No one factor is dispositive; the four are
related factors and must be considered together with such other
circumstances as may be relevant.
Id.
A. Length and Reason for the Delay.
An approximately seven year delay in processing defendant's
appeal is lengthy and sufficient to examine the remaining factors.
We are troubled by the reason for the delay in this case.
Defendant argues that [t]he reason for most of the delay in this
case is the failure of the defendant's court-appointed attorney to
perfect the appeal. In the State's response to defendant's
petition for writ of
certiorari, it posits that defendant's
appointed trial counsel did not know that he was appointed as
defendant's appellate counsel.

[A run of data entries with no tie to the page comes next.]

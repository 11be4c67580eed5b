//! Model gateway: send one extraction prompt to the right backend.
//!
//! Model ids starting with `gemini` go straight to the Gemini endpoint;
//! every other id is handed to the OpenRouter routing endpoint, which
//! forwards to whichever vendor serves that model. Both are reached through
//! `edgequake-llm` providers behind the [`ModelClient`] seam, so the retry,
//! timeout and telemetry logic here can be tested without network access.
//!
//! ## Retry Strategy
//!
//! Only transient failures ([`DocMetaError::is_transient`]) are retried,
//! with exponential backoff (`retry_backoff_ms * 2^attempt`). A missing API
//! key fails on the first attempt.

use crate::config::ExtractionConfig;
use crate::error::DocMetaError;
use crate::output::TokenUsage;
use async_trait::async_trait;
use edgequake_llm::{ChatMessage, CompletionOptions, ProviderFactory};
use once_cell::sync::Lazy;
use regex::Regex;
use std::path::{Path, PathBuf};
use std::sync::Arc;
use std::time::Instant;
use tokio::time::{sleep, timeout, Duration};
use tracing::{debug, info, warn};

/// Which endpoint serves a model id.
#[derive(Debug, Clone, Copy, PartialEq, Eq, Hash)]
pub enum Backend {
    /// Vendor's own generative endpoint (Gemini).
    Direct,
    /// Multi-vendor routing endpoint (OpenRouter).
    Router,
}

impl Backend {
    /// `gemini*` (any case) → [`Backend::Direct`], anything else → [`Backend::Router`].
    pub fn classify(model_id: &str) -> Self {
        let prefix = model_id.trim().get(..6);
        if prefix.is_some_and(|p| p.eq_ignore_ascii_case("gemini")) {
            Backend::Direct
        } else {
            Backend::Router
        }
    }

    /// `edgequake-llm` provider name.
    pub fn provider_name(self) -> &'static str {
        match self {
            Backend::Direct => "gemini",
            Backend::Router => "openrouter",
        }
    }

    /// Environment variable holding this backend's API key.
    pub fn api_key_var(self) -> &'static str {
        match self {
            Backend::Direct => "GEMINI_API_KEY",
            Backend::Router => "OPENROUTER_API_KEY",
        }
    }
}

/// Fail with [`DocMetaError::Authentication`] unless `lookup` yields a
/// non-empty key for `backend`.
pub fn check_credentials(
    backend: Backend,
    lookup: impl Fn(&str) -> Option<String>,
) -> Result<(), DocMetaError> {
    let var = backend.api_key_var();
    match lookup(var) {
        Some(v) if !v.trim().is_empty() => Ok(()),
        _ => Err(DocMetaError::Authentication {
            service: backend.provider_name().to_string(),
            detail: format!("{var} is not set"),
        }),
    }
}

/// Per-call telemetry context.
#[derive(Debug, Clone, Default, PartialEq, Eq)]
pub struct CallContext {
    pub filename: String,
    pub file_size: Option<u64>,
    pub page_count: Option<usize>,
}

/// A completed model call.
#[derive(Debug, Clone, Default, PartialEq, Eq)]
pub struct ModelReply {
    /// Reply text with any surrounding code fence removed.
    pub content: String,
    pub usage: TokenUsage,
    pub duration_ms: u64,
}

/// Transport seam: one prompt in, one raw reply out.
#[async_trait]
pub trait ModelClient: Send + Sync {
    async fn complete(
        &self,
        backend: Backend,
        model_id: &str,
        prompt: &str,
    ) -> Result<ModelReply, DocMetaError>;
}

/// [`ModelClient`] backed by `edgequake-llm` providers.
#[derive(Debug, Clone)]
pub struct LlmClient {
    temperature: f32,
    max_tokens: usize,
}

impl LlmClient {
    pub fn new(temperature: f32, max_tokens: usize) -> Self {
        Self {
            temperature,
            max_tokens,
        }
    }

    fn options(&self) -> CompletionOptions {
        CompletionOptions {
            temperature: Some(self.temperature),
            max_tokens: Some(self.max_tokens),
            ..Default::default()
        }
    }
}

#[async_trait]
impl ModelClient for LlmClient {
    async fn complete(
        &self,
        backend: Backend,
        model_id: &str,
        prompt: &str,
    ) -> Result<ModelReply, DocMetaError> {
        // Keys are read per call so a missing one only fails the documents
        // that actually need that backend.
        check_credentials(backend, |k| std::env::var(k).ok())?;

        let provider = ProviderFactory::create_llm_provider(backend.provider_name(), model_id)
            .map_err(|e| DocMetaError::Upstream {
                service: backend.provider_name().to_string(),
                message: format!("provider setup failed: {e}"),
            })?;

        let messages = vec![ChatMessage::user(prompt)];
        let start = Instant::now();
        let response = provider
            .chat(&messages, Some(&self.options()))
            .await
            .map_err(|e| DocMetaError::Upstream {
                service: backend.provider_name().to_string(),
                message: e.to_string(),
            })?;

        if response.content.trim().is_empty() {
            return Err(DocMetaError::Upstream {
                service: backend.provider_name().to_string(),
                message: "reply contained no content".to_string(),
            });
        }

        Ok(ModelReply {
            content: response.content,
            usage: TokenUsage {
                prompt_tokens: response.prompt_tokens as u64,
                completion_tokens: response.completion_tokens as u64,
            },
            duration_ms: start.elapsed().as_millis() as u64,
        })
    }
}

/// Retrying, timing, logging front door to a [`ModelClient`].
#[derive(Clone)]
pub struct ModelGateway {
    client: Arc<dyn ModelClient>,
    max_retries: u32,
    retry_backoff_ms: u64,
    api_timeout_secs: u64,
    response_log_dir: Option<PathBuf>,
}

impl ModelGateway {
    pub fn new(client: Arc<dyn ModelClient>, config: &ExtractionConfig) -> Self {
        Self {
            client,
            max_retries: config.max_retries,
            retry_backoff_ms: config.retry_backoff_ms,
            api_timeout_secs: config.api_timeout_secs,
            response_log_dir: config.response_log_dir.clone(),
        }
    }

    /// Gateway over [`LlmClient`] using the config's sampling settings.
    pub fn from_config(config: &ExtractionConfig) -> Self {
        let client = LlmClient::new(config.temperature, config.max_tokens);
        Self::new(Arc::new(client), config)
    }

    /// Send `prompt` to `model_id` and return the fence-stripped reply.
    pub async fn call_model(
        &self,
        prompt: &str,
        model_id: &str,
        ctx: &CallContext,
    ) -> Result<ModelReply, DocMetaError> {
        let backend = Backend::classify(model_id);
        debug!(
            "Calling {} via {} for {} ({} prompt chars)",
            model_id,
            backend.provider_name(),
            ctx.filename,
            prompt.len()
        );

        let start = Instant::now();
        let mut reply = self.call_with_retries(backend, model_id, prompt, ctx).await?;
        let duration_ms = start.elapsed().as_millis() as u64;

        self.write_response_log(model_id, &ctx.filename, &reply.content).await;

        reply.content = strip_code_fence(&reply.content).to_string();
        reply.duration_ms = duration_ms;

        let echoed = echoed_filename(&reply.content).unwrap_or_else(|| "unknown".to_string());
        info!(
            model = model_id,
            backend = backend.provider_name(),
            file = %ctx.filename,
            echoed_filename = %echoed,
            file_size = ?ctx.file_size,
            page_count = ?ctx.page_count,
            prompt_tokens = reply.usage.prompt_tokens,
            completion_tokens = reply.usage.completion_tokens,
            total_tokens = reply.usage.total_tokens(),
            duration_ms,
            "Model call complete"
        );
        Ok(reply)
    }

    async fn call_with_retries(
        &self,
        backend: Backend,
        model_id: &str,
        prompt: &str,
        ctx: &CallContext,
    ) -> Result<ModelReply, DocMetaError> {
        let mut attempt = 0u32;
        loop {
            if attempt > 0 {
                let backoff = self.retry_backoff_ms * 2u64.pow(attempt - 1);
                warn!(
                    "{}: retry {}/{} after {}ms",
                    ctx.filename, attempt, self.max_retries, backoff
                );
                sleep(Duration::from_millis(backoff)).await;
            }

            let call = self.client.complete(backend, model_id, prompt);
            let result = match timeout(Duration::from_secs(self.api_timeout_secs), call).await {
                Ok(r) => r,
                Err(_) => Err(DocMetaError::Timeout {
                    operation: format!("Model call for {}", ctx.filename),
                    secs: self.api_timeout_secs,
                }),
            };

            match result {
                Ok(reply) => return Ok(reply),
                Err(e) if e.is_transient() && attempt < self.max_retries => {
                    warn!("{}: attempt {} failed: {}", ctx.filename, attempt + 1, e);
                    attempt += 1;
                }
                Err(e) => return Err(e),
            }
        }
    }

    async fn write_response_log(&self, model_id: &str, filename: &str, content: &str) {
        let Some(dir) = &self.response_log_dir else {
            return;
        };
        let path = response_log_path(dir, model_id, filename);
        let write = async {
            if let Some(parent) = path.parent() {
                tokio::fs::create_dir_all(parent).await?;
            }
            tokio::fs::write(&path, content).await
        };
        if let Err(e) = write.await {
            warn!("Could not write response log {}: {}", path.display(), e);
        }
    }
}

/// `<dir>/<model-id>/<filename>.json` with path separators neutralised.
pub fn response_log_path(dir: &Path, model_id: &str, filename: &str) -> PathBuf {
    dir.join(sanitize_component(model_id))
        .join(format!("{}.json", sanitize_component(filename)))
}

fn sanitize_component(s: &str) -> String {
    let cleaned: String = s
        .chars()
        .map(|c| match c {
            '/' | '\\' | ':' | '*' | '?' | '"' | '<' | '>' | '|' => '_',
            c if c.is_control() => '_',
            c => c,
        })
        .collect();
    let trimmed = cleaned.trim_matches('.');
    if trimmed.is_empty() {
        "_".to_string()
    } else {
        trimmed.to_string()
    }
}

static RE_CODE_FENCE: Lazy<Regex> =
    Lazy::new(|| Regex::new(r"(?s)^```[A-Za-z]*[ \t]*\r?\n(.*?)\r?\n?```\s*$").unwrap());

/// Remove one surrounding ```` ``` ```` / ```` ```json ```` fence.
pub fn strip_code_fence(content: &str) -> &str {
    let trimmed = content.trim();
    match RE_CODE_FENCE.captures(trimmed).and_then(|c| c.get(1)) {
        Some(inner) => inner.as_str().trim(),
        None => trimmed,
    }
}

static RE_FILENAME: Lazy<Regex> =
    Lazy::new(|| Regex::new(r#""filename"\s*:\s*"([^"]+)""#).unwrap());

/// The `filename` value the model echoed, if any.
pub fn echoed_filename(content: &str) -> Option<String> {
    if let Ok(serde_json::Value::Object(map)) = serde_json::from_str(content) {
        if let Some(name) = map.get("filename").and_then(|v| v.as_str()) {
            return Some(name.to_string());
        }
    }
    RE_FILENAME
        .captures(content)
        .map(|c| c[1].to_string())
}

Defendant claims that the colloquy
at the end of the trial between the judge and defendant's trial
counsel clearly shows that defendant's trial counsel knew and
understood that he was appointed as defendant's appellate counsel.
The trial transcript supports defendant's position. None of the delay was attributable to any affirmative act by
defendant. [W]e are equally unable to find that the delay is
attributable to the prosecution.
Id. at 164, 541 S.E.2d at 176.
From the record before us, we cannot and do not determine why
defendant's appeal was not perfected.
B. Defendant's Assertion of His Right to a Speedy Appeal
The record fails to indicate that defendant asserted his right
to a speedy appeal prior to 14 June 2000. On that date defendant
petitioned this Court
pro se for a writ of
certiorari and requested
that we order the Durham County Superior Court to review
defendant's judgment.
Defendant contributed to the delay by
failing to assert earlier his right to a speedy appeal.

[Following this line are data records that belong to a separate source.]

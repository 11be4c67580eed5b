//! CLI binary for edgequake-docmeta.
//!
//! A thin shim over the library crate that maps CLI flags
//! to `ExtractionConfig` and prints results.

use anyhow::{Context, Result};
use clap::Parser;
use edgequake_docmeta::{
    BatchResult, DocumentOutcome, ExtractionConfig, ExtractionProgressCallback, Extractor,
    FileTemplateStore, JsonlReportSink, ProgressCallback,
};
use indicatif::{ProgressBar, ProgressStyle};
use std::collections::HashMap;
use std::io;
use std::path::PathBuf;
use std::sync::{Arc, Mutex};
use std::time::{Duration, Instant};
use tracing_subscriber::EnvFilter;

// ── Terminal styling ─────────────────────────────────────────────────────────

const GREEN: u8 = 32;
const RED: u8 = 31;
const CYAN: u8 = 36;
const BOLD: u8 = 1;
const DIM: u8 = 2;

/// Wrap `s` in a single SGR attribute.
fn paint(code: u8, s: &str) -> String {
    format!("\x1b[{code}m{s}\x1b[0m")
}

const TICKS: &[&str] = &["⠋", "⠙", "⠹", "⠸", "⠼", "⠴", "⠦", "⠧", "⠇", "⠏", "⠿"];

// ── CLI progress callback using indicatif ────────────────────────────────────

/// Live progress bar plus one log line per finished document. Documents
/// finish out of order when several workers run.
struct CliProgressCallback {
    bar: ProgressBar,
    start_times: Mutex<HashMap<String, Instant>>,
}

impl CliProgressCallback {
    /// Spinner until `on_batch_start` tells us how many documents there are.
    fn new_dynamic() -> Arc<Self> {
        let bar = ProgressBar::new(0);
        let spinner_style = ProgressStyle::with_template("{spinner:.cyan} {prefix:.bold}  {msg}")
            .unwrap_or_else(|_| ProgressStyle::default_spinner())
            .tick_strings(TICKS);

        bar.set_style(spinner_style);
        bar.set_prefix("Resolving");
        bar.set_message("Looking up documents…");
        bar.enable_steady_tick(Duration::from_millis(80));

        Arc::new(Self {
            bar,
            start_times: Mutex::new(HashMap::new()),
        })
    }

    fn activate_bar(&self, total: usize) {
        let progress_style = ProgressStyle::with_template(
            "{spinner:.cyan} {prefix:.bold}  \
             [{bar:42.green/238}] {pos:>3}/{len} documents  \
             ⏱ {elapsed_precise}  ETA {eta_precise}",
        )
        .unwrap_or_else(|_| ProgressStyle::default_bar())
        .progress_chars("█▉▊▋▌▍▎▏  ")
        .tick_strings(TICKS);

        self.bar.set_length(total as u64);
        self.bar.set_style(progress_style);
        self.bar.set_prefix("Extracting");
        self.bar.reset_eta();
    }

    fn elapsed_secs(&self, name: &str) -> f64 {
        self.start_times
            .lock()
            .ok()
            .and_then(|mut m| m.remove(name))
            .map(|t| t.elapsed().as_secs_f64())
            .unwrap_or(0.0)
    }
}

impl ExtractionProgressCallback for CliProgressCallback {
    fn on_batch_start(&self, total_documents: usize) {
        self.activate_bar(total_documents);
        self.bar.println(format!(
            "{} {}",
            paint(CYAN, "◆"),
            paint(BOLD, &format!("Extracting metadata from {total_documents} documents…"))
        ));
    }

    fn on_document_start(&self, name: &str, _total: usize) {
        if let Ok(mut m) = self.start_times.lock() {
            m.insert(name.to_string(), Instant::now());
        }
        self.bar.set_message(name.to_string());
    }

    fn on_document_complete(&self, name: &str, _total: usize, field_count: usize) {
        let secs = self.elapsed_secs(name);
        self.bar.println(format!(
            "  {} {:<40}  {:<10}  {}",
            paint(GREEN, "✓"),
            name,
            paint(DIM, &format!("{field_count:>3} fields")),
            paint(DIM, &format!("{secs:.1}s")),
        ));
        self.bar.inc(1);
    }

    fn on_document_error(&self, name: &str, _total: usize, error: &str) {
        let secs = self.elapsed_secs(name);

        // Keep long errors on one line.
        let first_line = error.lines().next().unwrap_or_default();
        let msg = if first_line.chars().count() > 80 {
            format!("{}\u{2026}", first_line.chars().take(79).collect::<String>())
        } else {
            first_line.to_string()
        };

        self.bar.println(format!(
            "  {} {:<40}  {}  {}",
            paint(RED, "✗"),
            name,
            paint(RED, &msg),
            paint(DIM, &format!("{secs:.1}s")),
        ));
        self.bar.inc(1);
    }

    fn on_batch_complete(&self, total_documents: usize, success_count: usize) {
        let failed = total_documents.saturating_sub(success_count);
        self.bar.finish_and_clear();

        if failed == 0 {
            eprintln!(
                "{} {} documents extracted successfully",
                paint(GREEN, "✔"),
                paint(BOLD, &success_count.to_string())
            );
        } else {
            eprintln!(
                "{} {}/{} documents extracted  ({} failed)",
                if failed == total_documents {
                    paint(RED, "✘")
                } else {
                    paint(CYAN, "⚠")
                },
                paint(BOLD, &success_count.to_string()),
                total_documents,
                paint(RED, &failed.to_string()),
            );
        }
    }
}

const AFTER_HELP: &str = r#"EXAMPLES:
  # One document by URL
  docmeta https://example.org/protocol.pdf --template clinical --model openai/gpt-4o-mini

  # A local file, Gemini direct
  docmeta ./protocol.pdf -t clinical -m gemini-2.0-flash

  # Every PDF in a document-library folder, 8 workers, appended to a report
  docmeta "https://graph.microsoft.com/v1.0/sites/contoso.sharepoint.com,.../drive/root:/Trials" \
      -t clinical -m openai/gpt-4o-mini --workers 8 -o report.jsonl

  # Only list what would be processed (no API key needed)
  docmeta "<folder reference>" --list-only

  # Show the available templates
  docmeta --list-templates

MODEL ROUTING:
  gemini-*      sent directly to the Gemini API      (GEMINI_API_KEY)
  anything else sent through OpenRouter              (OPENROUTER_API_KEY)

ENVIRONMENT VARIABLES:
  GEMINI_API_KEY             Google Gemini API key
  OPENROUTER_API_KEY         OpenRouter API key
  SHAREPOINT_TENANT_ID       Document-library tenant
  SHAREPOINT_CLIENT_ID       Document-library app id
  SHAREPOINT_CLIENT_SECRET   Document-library app secret

  A .env file in the working directory is loaded on startup.
"#;

/// Extract structured metadata from PDF documents using LLMs.
#[derive(Parser, Debug)]
#[command(
    name = "docmeta",
    version,
    about = "Extract structured metadata from PDF documents using LLMs",
    long_about = "Extract template-defined metadata fields from PDF documents (local files, URLs \
or whole document-library folders) using Large Language Models. gemini-* models are called \
directly; every other model id is routed through OpenRouter.",
    arg_required_else_help = true,
    color = clap::ColorChoice::Auto,
    after_long_help = AFTER_HELP
)]
struct Cli {
    /// Document URL, local PDF path, or document-library folder reference.
    #[arg(required_unless_present = "list_templates")]
    source: Option<String>,

    /// Template id (file stem in the templates directory).
    #[arg(short, long, env = "DOCMETA_TEMPLATE",
          required_unless_present_any = ["list_only", "list_templates"])]
    template: Option<String>,

    /// Model id, e.g. gemini-2.0-flash or openai/gpt-4o-mini.
    #[arg(short, long, env = "DOCMETA_MODEL",
          required_unless_present_any = ["list_only", "list_templates"])]
    model: Option<String>,

    /// Directory holding `<id>.json` templates.
    #[arg(long, env = "DOCMETA_TEMPLATES_DIR", default_value = "templates")]
    templates_dir: PathBuf,

    /// Concurrent workers for folder references.
    #[arg(short, long, env = "DOCMETA_WORKERS", default_value_t = 4)]
    workers: usize,

    /// Append successful results to this JSON Lines report.
    #[arg(short, long, env = "DOCMETA_OUTPUT")]
    output: Option<PathBuf>,

    /// Print the whole batch (results and stats) as JSON.
    #[arg(long, env = "DOCMETA_JSON")]
    json: bool,

    /// Only print the documents the source resolves to.
    #[arg(long)]
    list_only: bool,

    /// Print the templates in --templates-dir and exit.
    #[arg(long)]
    list_templates: bool,

    /// Save every raw model reply under this directory.
    #[arg(long, env = "DOCMETA_RESPONSE_LOG_DIR")]
    response_log_dir: Option<PathBuf>,

    /// Max model output tokens per document.
    #[arg(long, env = "DOCMETA_MAX_TOKENS", default_value_t = 4096)]
    max_tokens: usize,

    /// Model temperature (0.0–2.0).
    #[arg(long, env = "DOCMETA_TEMPERATURE", default_value_t = 0.0)]
    temperature: f32,

    /// Retries per document on transient model failures.
    #[arg(long, env = "DOCMETA_MAX_RETRIES", default_value_t = 2)]
    max_retries: u32,

    /// Document download timeout in seconds.
    #[arg(long, env = "DOCMETA_DOWNLOAD_TIMEOUT", default_value_t = 120)]
    download_timeout: u64,

    /// Per-document model call timeout in seconds.
    #[arg(long, env = "DOCMETA_API_TIMEOUT", default_value_t = 120)]
    api_timeout: u64,

    /// Disable progress bar.
    #[arg(long, env = "DOCMETA_NO_PROGRESS")]
    no_progress: bool,

    /// Enable DEBUG-level tracing logs.
    #[arg(short, long, env = "DOCMETA_VERBOSE")]
    verbose: bool,

    /// Suppress all output except errors.
    #[arg(short, long, env = "DOCMETA_QUIET")]
    quiet: bool,
}

#[tokio::main]
async fn main() -> Result<()> {
    // Missing .env is normal.
    let _ = dotenvy::dotenv();
    let cli = Cli::parse();

    // ── Logging setup ────────────────────────────────────────────────────
    // The progress bar replaces INFO logs; --verbose always wins.
    let show_progress = !cli.quiet && !cli.no_progress && !cli.json && !cli.list_only;
    let filter = if cli.verbose {
        "debug"
    } else if cli.quiet || show_progress {
        "error"
    } else {
        "info"
    };

    tracing_subscriber::fmt()
        .with_env_filter(
            EnvFilter::try_from_default_env().unwrap_or_else(|_| EnvFilter::new(filter)),
        )
        .with_writer(io::stderr)
        .init();

    let templates = Arc::new(FileTemplateStore::new(&cli.templates_dir));

    // ── List templates ───────────────────────────────────────────────────
    if cli.list_templates {
        let all = templates
            .list_templates()
            .context("Failed to list templates")?;
        if cli.json {
            println!(
                "{}",
                serde_json::to_string_pretty(&all).context("Failed to serialise templates")?
            );
        } else if all.is_empty() {
            eprintln!("No templates in {}", cli.templates_dir.display());
        } else {
            for t in &all {
                println!(
                    "{:<24} {:>3} fields  {}",
                    paint(BOLD, &t.id),
                    t.metadata_fields.len(),
                    paint(DIM, &t.name)
                );
            }
        }
        return Ok(());
    }

    let source = cli
        .source
        .clone()
        .context("A source reference is required")?;

    let progress_cb: Option<ProgressCallback> = if show_progress {
        let cb = CliProgressCallback::new_dynamic();
        Some(cb as Arc<dyn ExtractionProgressCallback>)
    } else {
        None
    };

    let config = build_config(&cli, progress_cb)?;
    let mut extractor =
        Extractor::from_config(config, templates).context("Failed to set up extractor")?;

    // ── List-only mode ───────────────────────────────────────────────────
    if cli.list_only {
        let jobs = extractor
            .get_files_to_process(&source)
            .await
            .context("Failed to resolve source")?;
        if cli.json {
            println!(
                "{}",
                serde_json::to_string_pretty(&jobs).context("Failed to serialise job list")?
            );
        } else {
            for job in &jobs {
                println!("{}\t{}", job.name, paint(DIM, &job.url));
            }
            if !cli.quiet {
                eprintln!("{} documents", jobs.len());
            }
        }
        return Ok(());
    }

    if let Some(ref path) = cli.output {
        extractor = extractor.with_report_sink(Arc::new(JsonlReportSink::new(path)));
    }

    // Both are required unless a listing flag is present, which returned above.
    let template = cli.template.as_deref().context("--template is required")?;
    let model = cli.model.as_deref().context("--model is required")?;

    // ── Run extraction ───────────────────────────────────────────────────
    let batch = extractor
        .process_documents(&source, template, model)
        .await
        .context("Extraction failed")?;

    if cli.json {
        let json = serde_json::to_string_pretty(&batch).context("Failed to serialise output")?;
        println!("{json}");
    } else {
        print_batch(&batch)?;
    }

    if !cli.quiet && !cli.json {
        eprintln!(
            "   {} tokens in  /  {} tokens out  in  {}ms",
            paint(DIM, &batch.stats.prompt_tokens.to_string()),
            paint(DIM, &batch.stats.completion_tokens.to_string()),
            batch.stats.duration_ms,
        );
        if let Some(ref path) = cli.output {
            eprintln!("   report  →  {}", paint(BOLD, &path.display().to_string()));
        }
    }

    Ok(())
}

/// Human-readable rendering: one block per document.
fn print_batch(batch: &BatchResult) -> Result<()> {
    for outcome in &batch.outcomes {
        match outcome {
            DocumentOutcome::Extracted(result) => {
                println!("{}", paint(BOLD, result.file_name().unwrap_or("(unnamed)")));
                for (key, value) in &result.fields {
                    let shown = match value.as_str() {
                        Some(s) => s.to_string(),
                        None => serde_json::to_string(value).context("Failed to render value")?,
                    };
                    println!("  {key}: {shown}");
                }
            }
            DocumentOutcome::Failed(f) => {
                println!("{} {}", paint(RED, "✗"), paint(BOLD, &f.file));
                println!("  error: {}", f.error);
            }
        }
        println!();
    }
    Ok(())
}

/// Map CLI args to `ExtractionConfig`.
fn build_config(cli: &Cli, progress: Option<ProgressCallback>) -> Result<ExtractionConfig> {
    let mut builder = ExtractionConfig::builder()
        .workers(cli.workers)
        .max_tokens(cli.max_tokens)
        .temperature(cli.temperature)
        .max_retries(cli.max_retries)
        .download_timeout_secs(cli.download_timeout)
        .api_timeout_secs(cli.api_timeout);

    if let Some(ref dir) = cli.response_log_dir {
        builder = builder.response_log_dir(dir);
    }
    if let Some(cb) = progress {
        builder = builder.progress_callback(cb);
    }

    builder.build().context("Invalid configuration")
}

Defendant could have contacted his attorney, the trial court,
or the Clerk of this Court to determine the status of his appeal at
any time between the time he gave notice of appeal and filed a
petition for a writ of
certiorari with our Court.
In the speedy
trial context, our Supreme Court has stated: [d]efendant's failure
to assert his right to a speedy trial sooner in the process does
not foreclose his speedy trial claim,
but does weigh against his
contention that he has been denied his constitutional right to a
speedy trial.
State v. Flowers, 347 N.C. 1, 28, 489 S.E.2d 391,
407 (1997) (citing
State v. Webster, 337 N.C. 674, 680, 447 S.E.2d
349, 352 (1994) (emphasis supplied)).
Here, defendant's silence is deafening. Defendant's failure
to stay informed concerning the status of his appeal of right and
to assert his rights weighs heavily against his contention that hisdue process rights were violated.
C. Prejudice
In the trial context, our Supreme Court and the United States
Supreme Court have recognized three interests protected by a speedy
trial: (i) to prevent oppressive pretrial incarceration; (ii) to
minimize anxiety and concern of the accused; and (iii) to limit the
possibility that the defense will be impaired.
Flowers, 347 N.C.
at 28, 489 S.E.2d at 407 (citing
Webster, 337 N.C. at 681, 447
S.E.2d at 352)(quoting
Barker, 407 U.S. at 532, 33 L. Ed. 2d at
118)).
Concerning the first two interests, defendant contends that he
suffered a greater degree of anxiety over the outcome of his appeal
than the typical appellant. Defendant argues that he was abandoned
by his attorney, and that he did not have anyone zealously
representing his interests. If defendant was unaware that
appellate counsel was, in fact, not representing him, then he
logically could not have suffered any more anxiety than the average
appellant. If he was aware that he did not have appellant counsel,
any anxiety he purportedly suffered could have been alleviated by
acting on his concerns at any time. Once defendant acted, this
Court granted his requested relief. Defendant has failed to show
that he suffered any more anxiety than any other appellant.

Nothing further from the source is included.